» **ASSIGNMENT**
Below are lines of data; restate word for word those running from the line containing "pub enum SimError" to the line containing "a latched one.", inclusive, and no others.

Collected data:
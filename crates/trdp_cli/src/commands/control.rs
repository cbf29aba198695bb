//! Control commands - Pause, resume, fail and fault injection.

use anyhow::{Context, Result};
use clap::Args;

use trdp_api::FaultRequest;

use crate::client::ApiClient;

#[derive(Args, Debug)]
pub struct RunIdArgs {
    /// Run identifier returned by the run command
    pub run_id: String,
}

#[derive(Args, Debug)]
pub struct FailArgs {
    /// Run identifier returned by the run command
    pub run_id: String,

    /// Reason recorded on the failed run
    #[arg(long)]
    pub detail: Option<String>,
}

#[derive(Args, Debug)]
pub struct FaultArgs {
    /// Run identifier returned by the run command
    pub run_id: String,

    /// Fault name, sent as the control telegram label
    pub name: String,

    /// Fault severity
    #[arg(long, default_value = "minor")]
    pub severity: String,
}

pub async fn pause(args: RunIdArgs, client: &ApiClient) -> Result<()> {
    let status = client
        .pause_run(&args.run_id)
        .await
        .with_context(|| format!("Failed to pause run {}", args.run_id))?;
    println!("Run {} paused (state={})", display_id(&status.run_id, &args.run_id), status.state);
    Ok(())
}

pub async fn resume(args: RunIdArgs, client: &ApiClient) -> Result<()> {
    let status = client
        .resume_run(&args.run_id)
        .await
        .with_context(|| format!("Failed to resume run {}", args.run_id))?;
    println!("Run {} resumed (state={})", display_id(&status.run_id, &args.run_id), status.state);
    Ok(())
}

pub async fn fail(args: FailArgs, client: &ApiClient) -> Result<()> {
    let status = client
        .fail_run(&args.run_id, args.detail)
        .await
        .with_context(|| format!("Failed to fail run {}", args.run_id))?;
    println!("Run {} failed (state={})", display_id(&status.run_id, &args.run_id), status.state);
    Ok(())
}

pub async fn fault(args: FaultArgs, client: &ApiClient) -> Result<()> {
    let request = FaultRequest {
        name: args.name,
        severity: args.severity,
    };
    let report = client
        .inject_fault(&args.run_id, &request)
        .await
        .with_context(|| format!("Failed to inject fault into run {}", args.run_id))?;

    let outcome = if report.success { "delivered" } else { "rejected" };
    println!("Fault {} {} ({})", request.name, outcome, request.severity);
    Ok(())
}

/// The run id echoed by the API, or the one the user typed.
fn display_id<'a>(reported: &'a Option<String>, requested: &'a str) -> &'a str {
    reported.as_deref().unwrap_or(requested)
}
//! Status command - Inspect a run.

use anyhow::{Context, Result};
use clap::Args;

use trdp_core::ControllerStatus;

use crate::client::ApiClient;

#[derive(Args, Debug)]
pub struct StatusArgs {
    /// Run identifier; omit for the current or last run
    pub run_id: Option<String>,
}

/// One-line summary of a run status.
pub fn format_status(status: &ControllerStatus) -> String {
    let run_id = status.run_id.as_deref().unwrap_or("-");
    let mut line = format!(
        "Run {} state={} realtime={} telemetry=[{}]",
        run_id,
        status.state,
        status.realtime,
        status.telemetry.join(", ")
    );
    if let Some(detail) = status.detail.as_deref().filter(|d| !d.is_empty()) {
        line.push_str(&format!(", detail={}", detail));
    }
    line
}

pub async fn execute(args: StatusArgs, client: &ApiClient) -> Result<()> {
    let status = client
        .status(args.run_id.as_deref())
        .await
        .with_context(|| match &args.run_id {
            Some(id) => format!("Failed to fetch status of run {}", id),
            None => "Failed to fetch current run status".to_string(),
        })?;
    println!("{}", format_status(&status));
    Ok(())
}

#[cfg(test)]
mod tests {
    use super::*;
    use trdp_core::RunState;

    fn status(state: RunState, detail: Option<&str>) -> ControllerStatus {
        ControllerStatus {
            run_id: Some("abc".to_string()),
            scenario_id: Some("demo".to_string()),
            state,
            telemetry: vec!["pd:1:true".to_string(), "pd:2:false".to_string()],
            realtime: false,
            detail: detail.map(str::to_string),
        }
    }

    #[test]
    fn test_format_completed_status() {
        assert_eq!(
            format_status(&status(RunState::Completed, None)),
            "Run abc state=completed realtime=false telemetry=[pd:1:true, pd:2:false]"
        );
    }

    #[test]
    fn test_format_failed_status_includes_detail() {
        let line = format_status(&status(RunState::Failed, Some("boom")));
        assert!(line.ends_with("telemetry=[pd:1:true, pd:2:false], detail=boom"));
        assert!(line.contains("state=failed"));
    }

    #[test]
    fn test_format_idle_status() {
        let idle = ControllerStatus {
            run_id: None,
            scenario_id: None,
            state: RunState::Idle,
            telemetry: Vec::new(),
            realtime: false,
            detail: None,
        };
        assert_eq!(format_status(&idle), "Run - state=idle realtime=false telemetry=[]");
    }
}
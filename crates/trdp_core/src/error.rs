//! Error types for the core module.

use thiserror::Error;

/// Result type alias for engine and controller operations.
pub type SimResult<T> = Result<T, SimError>;

/// Result type alias for communication port operations.
pub type CommResult<T> = Result<T, CommError>;

/// Errors surfaced by the engine and the controller.
#[derive(Error, Debug, Clone, PartialEq, Eq)]
pub enum SimError {
    /// A run is already in progress.
    #[error("{0}")]
    Conflict(String),

    /// The operation is not legal in the current run state.
    #[error("{0}")]
    InvalidState(String),

    /// The run id matches neither the active run nor a latched one.
    #[error("Unknown run id: {0}")]
    UnknownRun(String),

    /// The run reached the failed state.
    #[error("Simulation failed: {0}")]
    RunFailed(String),

    #[error("Communication error: {0}")]
    Communication(#[from] CommError),
}

/// Errors raised by a communication port.
#[derive(Error, Debug, Clone, PartialEq, Eq)]
pub enum CommError {
    #[error("TRDP context must be running before configuration")]
    NotRunning,

    #[error("Endpoint configuration failed: {0}")]
    ConfigurationFailed(String),

    #[error("Process data publish failed: {0}")]
    PublishFailed(String),

    #[error("Message data send failed: {0}")]
    SendFailed(String),
}
//! Serve command - Host the automation API.

use std::net::SocketAddr;
use std::path::PathBuf;

use anyhow::{Context, Result};
use clap::Args;

use trdp_api::ServerConfig;

#[derive(Args, Debug)]
pub struct ServeArgs {
    /// TOML configuration file
    #[arg(short, long)]
    pub config: Option<PathBuf>,

    /// Address to listen on (overrides the config file)
    #[arg(long)]
    pub bind: Option<SocketAddr>,

    /// Catalog directory (overrides the config file)
    #[arg(long)]
    pub catalog: Option<PathBuf>,
}

/// Resolve the server configuration; flags win over file values.
pub fn resolve_config(args: &ServeArgs) -> Result<ServerConfig> {
    let mut config = match &args.config {
        Some(path) => ServerConfig::load(path)
            .with_context(|| format!("Failed to load config {}", path.display()))?,
        None => ServerConfig::default(),
    };

    if let Some(bind) = args.bind {
        config = config.bind(bind);
    }
    if let Some(catalog) = &args.catalog {
        config = config.catalog_dir(catalog.clone());
    }
    Ok(config)
}

pub async fn execute(args: ServeArgs) -> Result<()> {
    let config = resolve_config(&args)?;
    trdp_api::serve(config)
        .await
        .context("Automation API server stopped with an error")?;
    Ok(())
}

#[cfg(test)]
mod tests {
    use super::*;
    use std::io::Write;

    #[test]
    fn test_defaults_without_config() {
        let args = ServeArgs {
            config: None,
            bind: None,
            catalog: None,
        };
        assert_eq!(resolve_config(&args).unwrap(), ServerConfig::default());
    }

    #[test]
    fn test_flags_override_file() {
        let mut file = tempfile::NamedTempFile::new().unwrap();
        writeln!(file, "bind = \"127.0.0.1:9100\"").unwrap();
        writeln!(file, "catalog_dir = \"/srv/trdp\"").unwrap();
        writeln!(file, "application_name = \"bench\"").unwrap();

        let args = ServeArgs {
            config: Some(file.path().to_path_buf()),
            bind: Some("0.0.0.0:9200".parse().unwrap()),
            catalog: None,
        };
        let config = resolve_config(&args).unwrap();
        assert_eq!(config.bind.port(), 9200);
        assert_eq!(config.catalog_dir, PathBuf::from("/srv/trdp"));
        assert_eq!(config.application_name, "bench");
    }

    #[test]
    fn test_bad_config_file_is_an_error() {
        let args = ServeArgs {
            config: Some(PathBuf::from("/nonexistent/trdp.toml")),
            bind: None,
            catalog: None,
        };
        assert!(resolve_config(&args).is_err());
    }
}
//! Validate command - Check a scenario file against the catalog rules.

use std::path::PathBuf;

use anyhow::{Context, Result};
use clap::Args;
use tracing::info;

use super::CommandError;
use crate::client::ApiClient;

#[derive(Args, Debug)]
pub struct ValidateArgs {
    /// Scenario file to validate
    pub file: PathBuf,
}

pub async fn execute(args: ValidateArgs, client: &ApiClient) -> Result<()> {
    info!("Validating scenario file {:?}", args.file);

    let content = std::fs::read_to_string(&args.file)
        .with_context(|| format!("Failed to read scenario file {}", args.file.display()))?;
    let report = client
        .validate(content)
        .await
        .context("Failed to validate scenario")?;

    if report.valid {
        println!("Scenario validated successfully");
        return Ok(());
    }

    println!("Scenario validation failed:");
    for error in &report.errors {
        println!("  - {}", error);
    }
    Err(CommandError::ValidationFailed(report.errors.len()).into())
}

» **RESULT FOR THIS TASK**
pub enum SimError {
    /// A run is already in progress.
    #[error("{0}")]
    Conflict(String),

    /// The operation is not legal in the current run state.
    #[error("{0}")]
    InvalidState(String),

    /// The run id matches neither the active run nor a latched one.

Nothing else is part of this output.